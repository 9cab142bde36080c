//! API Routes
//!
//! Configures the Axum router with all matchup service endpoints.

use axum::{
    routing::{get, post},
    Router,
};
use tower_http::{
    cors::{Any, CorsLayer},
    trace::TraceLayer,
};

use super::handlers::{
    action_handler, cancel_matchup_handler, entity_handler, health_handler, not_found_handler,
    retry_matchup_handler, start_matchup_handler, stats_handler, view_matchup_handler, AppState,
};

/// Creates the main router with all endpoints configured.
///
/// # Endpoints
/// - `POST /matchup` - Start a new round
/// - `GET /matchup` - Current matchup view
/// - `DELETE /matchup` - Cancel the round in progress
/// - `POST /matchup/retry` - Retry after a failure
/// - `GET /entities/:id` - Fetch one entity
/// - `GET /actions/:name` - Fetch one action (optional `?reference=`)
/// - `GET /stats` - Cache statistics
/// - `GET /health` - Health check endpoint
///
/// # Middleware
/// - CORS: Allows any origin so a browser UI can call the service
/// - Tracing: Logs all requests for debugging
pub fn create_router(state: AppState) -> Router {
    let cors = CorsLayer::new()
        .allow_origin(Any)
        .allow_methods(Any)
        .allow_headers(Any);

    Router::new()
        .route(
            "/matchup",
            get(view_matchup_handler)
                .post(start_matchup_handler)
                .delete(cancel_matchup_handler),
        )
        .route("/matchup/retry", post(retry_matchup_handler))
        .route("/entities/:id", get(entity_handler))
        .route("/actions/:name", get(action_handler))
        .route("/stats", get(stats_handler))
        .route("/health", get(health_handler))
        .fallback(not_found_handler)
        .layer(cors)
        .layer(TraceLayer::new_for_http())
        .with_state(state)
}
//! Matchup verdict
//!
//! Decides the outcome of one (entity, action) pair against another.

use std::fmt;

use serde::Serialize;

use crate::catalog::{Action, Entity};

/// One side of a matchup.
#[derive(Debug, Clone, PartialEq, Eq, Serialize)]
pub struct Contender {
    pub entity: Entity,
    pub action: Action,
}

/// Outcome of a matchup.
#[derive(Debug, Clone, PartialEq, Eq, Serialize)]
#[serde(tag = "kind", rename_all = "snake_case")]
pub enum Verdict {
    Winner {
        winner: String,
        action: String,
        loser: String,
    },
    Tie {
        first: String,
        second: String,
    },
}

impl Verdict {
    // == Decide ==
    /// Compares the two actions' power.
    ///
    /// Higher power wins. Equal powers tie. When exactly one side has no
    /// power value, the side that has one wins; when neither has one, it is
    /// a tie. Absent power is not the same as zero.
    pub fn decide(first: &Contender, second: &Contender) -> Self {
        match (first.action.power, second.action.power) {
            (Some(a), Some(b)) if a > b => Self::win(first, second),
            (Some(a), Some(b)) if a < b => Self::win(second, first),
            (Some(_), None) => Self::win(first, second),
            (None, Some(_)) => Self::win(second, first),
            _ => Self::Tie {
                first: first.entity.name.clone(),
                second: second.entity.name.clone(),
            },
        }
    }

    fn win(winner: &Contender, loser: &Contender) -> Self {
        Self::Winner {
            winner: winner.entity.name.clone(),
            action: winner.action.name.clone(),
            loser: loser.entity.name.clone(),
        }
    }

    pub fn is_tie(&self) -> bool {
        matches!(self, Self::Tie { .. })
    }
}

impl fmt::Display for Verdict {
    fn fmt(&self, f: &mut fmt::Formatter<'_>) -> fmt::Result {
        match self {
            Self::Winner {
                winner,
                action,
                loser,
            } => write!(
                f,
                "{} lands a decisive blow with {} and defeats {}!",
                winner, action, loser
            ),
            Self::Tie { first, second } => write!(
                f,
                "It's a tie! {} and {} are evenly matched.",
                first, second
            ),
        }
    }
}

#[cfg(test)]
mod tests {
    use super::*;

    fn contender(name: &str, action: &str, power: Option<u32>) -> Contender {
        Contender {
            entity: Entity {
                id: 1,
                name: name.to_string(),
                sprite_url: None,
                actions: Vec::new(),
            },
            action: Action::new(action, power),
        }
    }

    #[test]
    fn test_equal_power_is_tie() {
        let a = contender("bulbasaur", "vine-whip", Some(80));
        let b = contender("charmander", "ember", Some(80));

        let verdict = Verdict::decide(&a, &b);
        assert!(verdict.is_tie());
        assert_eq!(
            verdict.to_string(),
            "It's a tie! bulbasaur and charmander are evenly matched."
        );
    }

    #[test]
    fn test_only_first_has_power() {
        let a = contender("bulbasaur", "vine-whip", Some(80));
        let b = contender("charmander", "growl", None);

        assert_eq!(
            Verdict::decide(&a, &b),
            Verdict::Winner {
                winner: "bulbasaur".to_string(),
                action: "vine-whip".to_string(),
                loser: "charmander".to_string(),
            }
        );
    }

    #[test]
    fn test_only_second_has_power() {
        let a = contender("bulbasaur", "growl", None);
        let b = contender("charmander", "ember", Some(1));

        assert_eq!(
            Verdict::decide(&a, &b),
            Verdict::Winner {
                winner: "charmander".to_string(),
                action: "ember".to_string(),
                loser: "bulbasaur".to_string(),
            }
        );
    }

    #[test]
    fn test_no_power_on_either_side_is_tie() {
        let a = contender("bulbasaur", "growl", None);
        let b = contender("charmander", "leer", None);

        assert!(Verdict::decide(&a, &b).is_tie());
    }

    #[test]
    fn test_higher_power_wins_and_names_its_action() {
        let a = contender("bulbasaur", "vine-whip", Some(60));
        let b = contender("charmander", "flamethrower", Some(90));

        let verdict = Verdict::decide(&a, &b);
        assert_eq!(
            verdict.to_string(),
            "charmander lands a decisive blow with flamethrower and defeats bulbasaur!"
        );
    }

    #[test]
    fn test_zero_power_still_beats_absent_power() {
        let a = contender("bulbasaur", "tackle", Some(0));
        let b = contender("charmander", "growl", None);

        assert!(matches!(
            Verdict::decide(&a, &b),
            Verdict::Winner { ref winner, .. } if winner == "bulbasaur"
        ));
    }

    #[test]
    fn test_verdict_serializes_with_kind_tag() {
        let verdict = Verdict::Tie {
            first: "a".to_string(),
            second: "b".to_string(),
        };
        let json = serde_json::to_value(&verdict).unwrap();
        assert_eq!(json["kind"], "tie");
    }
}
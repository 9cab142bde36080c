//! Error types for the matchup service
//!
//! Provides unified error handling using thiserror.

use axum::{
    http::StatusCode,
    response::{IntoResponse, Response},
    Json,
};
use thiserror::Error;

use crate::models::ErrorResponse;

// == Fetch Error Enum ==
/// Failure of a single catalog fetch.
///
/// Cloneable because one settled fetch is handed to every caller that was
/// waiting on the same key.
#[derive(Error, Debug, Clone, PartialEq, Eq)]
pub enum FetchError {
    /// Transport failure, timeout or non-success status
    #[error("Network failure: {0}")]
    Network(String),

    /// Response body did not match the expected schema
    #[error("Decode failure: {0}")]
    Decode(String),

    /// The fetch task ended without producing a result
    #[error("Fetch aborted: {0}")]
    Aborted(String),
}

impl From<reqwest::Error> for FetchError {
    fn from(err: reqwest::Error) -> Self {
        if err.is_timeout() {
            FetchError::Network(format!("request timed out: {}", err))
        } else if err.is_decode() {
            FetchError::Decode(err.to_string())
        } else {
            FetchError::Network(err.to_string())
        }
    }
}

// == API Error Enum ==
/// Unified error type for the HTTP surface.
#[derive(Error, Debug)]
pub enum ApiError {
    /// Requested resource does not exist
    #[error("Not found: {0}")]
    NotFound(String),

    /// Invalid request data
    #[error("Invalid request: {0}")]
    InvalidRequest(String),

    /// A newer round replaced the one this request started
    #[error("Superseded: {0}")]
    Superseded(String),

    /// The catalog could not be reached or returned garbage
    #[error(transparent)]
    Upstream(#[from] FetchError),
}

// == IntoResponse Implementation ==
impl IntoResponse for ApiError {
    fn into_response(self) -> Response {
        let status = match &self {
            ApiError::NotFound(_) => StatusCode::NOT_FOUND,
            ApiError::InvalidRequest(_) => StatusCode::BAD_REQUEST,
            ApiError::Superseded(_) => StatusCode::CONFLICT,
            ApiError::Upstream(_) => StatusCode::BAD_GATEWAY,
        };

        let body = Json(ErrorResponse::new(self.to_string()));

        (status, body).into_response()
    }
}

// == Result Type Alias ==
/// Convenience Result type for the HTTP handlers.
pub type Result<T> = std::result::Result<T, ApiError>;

* * *

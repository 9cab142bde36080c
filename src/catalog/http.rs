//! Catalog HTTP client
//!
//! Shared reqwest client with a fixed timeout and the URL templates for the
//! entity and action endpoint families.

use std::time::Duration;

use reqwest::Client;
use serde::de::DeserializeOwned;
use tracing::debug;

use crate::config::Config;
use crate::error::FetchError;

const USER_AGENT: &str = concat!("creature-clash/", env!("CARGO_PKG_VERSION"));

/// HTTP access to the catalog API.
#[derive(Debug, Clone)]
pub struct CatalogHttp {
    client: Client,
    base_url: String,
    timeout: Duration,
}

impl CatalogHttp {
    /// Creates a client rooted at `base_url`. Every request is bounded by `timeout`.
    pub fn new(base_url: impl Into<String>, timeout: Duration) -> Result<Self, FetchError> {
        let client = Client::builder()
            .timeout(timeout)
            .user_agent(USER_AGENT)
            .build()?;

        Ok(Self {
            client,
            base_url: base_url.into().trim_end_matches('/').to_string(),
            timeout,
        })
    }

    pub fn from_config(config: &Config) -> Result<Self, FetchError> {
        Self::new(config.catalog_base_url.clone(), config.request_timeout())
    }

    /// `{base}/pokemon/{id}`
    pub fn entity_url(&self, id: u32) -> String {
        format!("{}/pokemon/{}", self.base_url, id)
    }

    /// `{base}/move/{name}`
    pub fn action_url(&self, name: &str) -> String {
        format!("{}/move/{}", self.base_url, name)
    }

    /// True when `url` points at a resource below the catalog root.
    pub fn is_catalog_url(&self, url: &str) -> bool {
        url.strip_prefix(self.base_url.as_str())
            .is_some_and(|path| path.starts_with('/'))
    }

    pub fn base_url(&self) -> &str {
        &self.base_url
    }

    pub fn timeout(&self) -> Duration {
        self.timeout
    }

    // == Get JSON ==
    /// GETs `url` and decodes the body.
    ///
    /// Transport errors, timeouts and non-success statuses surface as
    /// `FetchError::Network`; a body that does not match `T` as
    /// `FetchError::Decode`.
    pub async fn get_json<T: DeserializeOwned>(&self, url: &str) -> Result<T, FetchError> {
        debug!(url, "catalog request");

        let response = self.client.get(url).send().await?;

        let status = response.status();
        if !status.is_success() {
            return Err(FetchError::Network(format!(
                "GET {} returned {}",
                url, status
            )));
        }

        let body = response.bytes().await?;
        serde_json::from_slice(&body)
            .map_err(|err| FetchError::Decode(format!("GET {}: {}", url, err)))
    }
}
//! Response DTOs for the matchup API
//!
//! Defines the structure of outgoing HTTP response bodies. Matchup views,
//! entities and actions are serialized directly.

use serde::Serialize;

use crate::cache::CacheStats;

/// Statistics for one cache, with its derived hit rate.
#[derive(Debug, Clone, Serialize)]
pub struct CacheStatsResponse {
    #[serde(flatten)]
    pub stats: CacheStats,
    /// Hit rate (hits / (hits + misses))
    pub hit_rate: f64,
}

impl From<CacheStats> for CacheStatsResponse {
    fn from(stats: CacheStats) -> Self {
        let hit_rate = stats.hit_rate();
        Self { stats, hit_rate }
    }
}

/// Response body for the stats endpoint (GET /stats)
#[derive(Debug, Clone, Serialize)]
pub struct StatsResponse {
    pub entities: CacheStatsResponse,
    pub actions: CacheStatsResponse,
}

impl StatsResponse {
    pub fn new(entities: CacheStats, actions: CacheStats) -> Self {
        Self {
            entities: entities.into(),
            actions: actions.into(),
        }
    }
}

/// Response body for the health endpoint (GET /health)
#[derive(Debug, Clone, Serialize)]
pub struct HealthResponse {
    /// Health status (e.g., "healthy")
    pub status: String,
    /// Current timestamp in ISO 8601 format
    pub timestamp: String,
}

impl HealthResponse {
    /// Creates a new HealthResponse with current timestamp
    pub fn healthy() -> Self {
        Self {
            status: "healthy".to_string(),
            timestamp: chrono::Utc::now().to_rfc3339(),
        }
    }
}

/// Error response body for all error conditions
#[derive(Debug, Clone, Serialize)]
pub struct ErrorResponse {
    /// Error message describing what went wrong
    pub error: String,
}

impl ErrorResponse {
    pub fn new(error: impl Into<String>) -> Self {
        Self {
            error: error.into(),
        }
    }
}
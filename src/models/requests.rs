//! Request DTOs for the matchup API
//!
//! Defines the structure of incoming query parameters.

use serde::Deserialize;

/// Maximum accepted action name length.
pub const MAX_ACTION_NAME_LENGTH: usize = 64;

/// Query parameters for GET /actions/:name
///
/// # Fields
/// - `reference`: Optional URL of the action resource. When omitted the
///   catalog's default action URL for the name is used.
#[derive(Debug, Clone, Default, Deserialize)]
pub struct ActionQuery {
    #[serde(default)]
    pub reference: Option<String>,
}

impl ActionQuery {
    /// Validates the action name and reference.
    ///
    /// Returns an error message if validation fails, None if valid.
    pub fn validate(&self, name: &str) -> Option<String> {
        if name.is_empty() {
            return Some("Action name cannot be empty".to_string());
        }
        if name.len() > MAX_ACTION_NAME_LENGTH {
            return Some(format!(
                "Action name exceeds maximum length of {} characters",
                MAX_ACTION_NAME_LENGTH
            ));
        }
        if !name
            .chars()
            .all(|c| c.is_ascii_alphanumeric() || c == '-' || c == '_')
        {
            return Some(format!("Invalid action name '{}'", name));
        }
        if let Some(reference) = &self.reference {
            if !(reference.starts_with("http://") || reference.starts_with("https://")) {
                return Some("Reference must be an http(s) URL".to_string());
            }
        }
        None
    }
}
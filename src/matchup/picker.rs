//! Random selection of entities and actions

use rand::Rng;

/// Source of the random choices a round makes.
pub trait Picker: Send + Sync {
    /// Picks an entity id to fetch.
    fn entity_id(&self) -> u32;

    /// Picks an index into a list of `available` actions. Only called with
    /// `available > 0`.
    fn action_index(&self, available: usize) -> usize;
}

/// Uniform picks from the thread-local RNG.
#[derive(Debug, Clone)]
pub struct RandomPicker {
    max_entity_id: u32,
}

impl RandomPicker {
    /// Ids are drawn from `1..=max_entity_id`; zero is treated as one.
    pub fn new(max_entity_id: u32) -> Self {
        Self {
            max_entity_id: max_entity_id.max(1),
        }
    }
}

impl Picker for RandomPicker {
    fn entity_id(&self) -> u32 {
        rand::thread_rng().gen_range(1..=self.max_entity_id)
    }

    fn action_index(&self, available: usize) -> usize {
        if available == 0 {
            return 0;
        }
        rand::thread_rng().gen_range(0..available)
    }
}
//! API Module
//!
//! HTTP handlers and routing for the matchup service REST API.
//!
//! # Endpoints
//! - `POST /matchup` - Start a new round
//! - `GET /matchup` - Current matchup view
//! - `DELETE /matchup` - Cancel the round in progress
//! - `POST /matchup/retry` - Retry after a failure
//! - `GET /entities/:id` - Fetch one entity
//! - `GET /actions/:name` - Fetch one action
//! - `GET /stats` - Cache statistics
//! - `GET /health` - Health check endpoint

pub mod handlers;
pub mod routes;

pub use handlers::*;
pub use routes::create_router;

* **EXERCISE GOAL**: In the entries above, find the line with "treated as one." and the line with "pub use routes::create_router;", then restate word for word both of them and every line between, with nothing more.

* **ANSWER TO THIS EXERCISE**:
    /// Ids are drawn from `1..=max_entity_id`; zero is treated as one.
    pub fn new(max_entity_id: u32) -> Self {
        Self {
            max_entity_id: max_entity_id.max(1),
        }
    }
}

impl Picker for RandomPicker {
    fn entity_id(&self) -> u32 {
        rand::thread_rng().gen_range(1..=self.max_entity_id)
    }

    fn action_index(&self, available: usize) -> usize {
        if available == 0 {
            return 0;
        }
        rand::thread_rng().gen_range(0..available)
    }
}
//! API Module
//!
//! HTTP handlers and routing for the matchup service REST API.
//!
//! # Endpoints
//! - `POST /matchup` - Start a new round
//! - `GET /matchup` - Current matchup view
//! - `DELETE /matchup` - Cancel the round in progress
//! - `POST /matchup/retry` - Retry after a failure
//! - `GET /entities/:id` - Fetch one entity
//! - `GET /actions/:name` - Fetch one action
//! - `GET /stats` - Cache statistics
//! - `GET /health` - Health check endpoint

pub mod handlers;
pub mod routes;

pub use handlers::*;
pub use routes::create_router;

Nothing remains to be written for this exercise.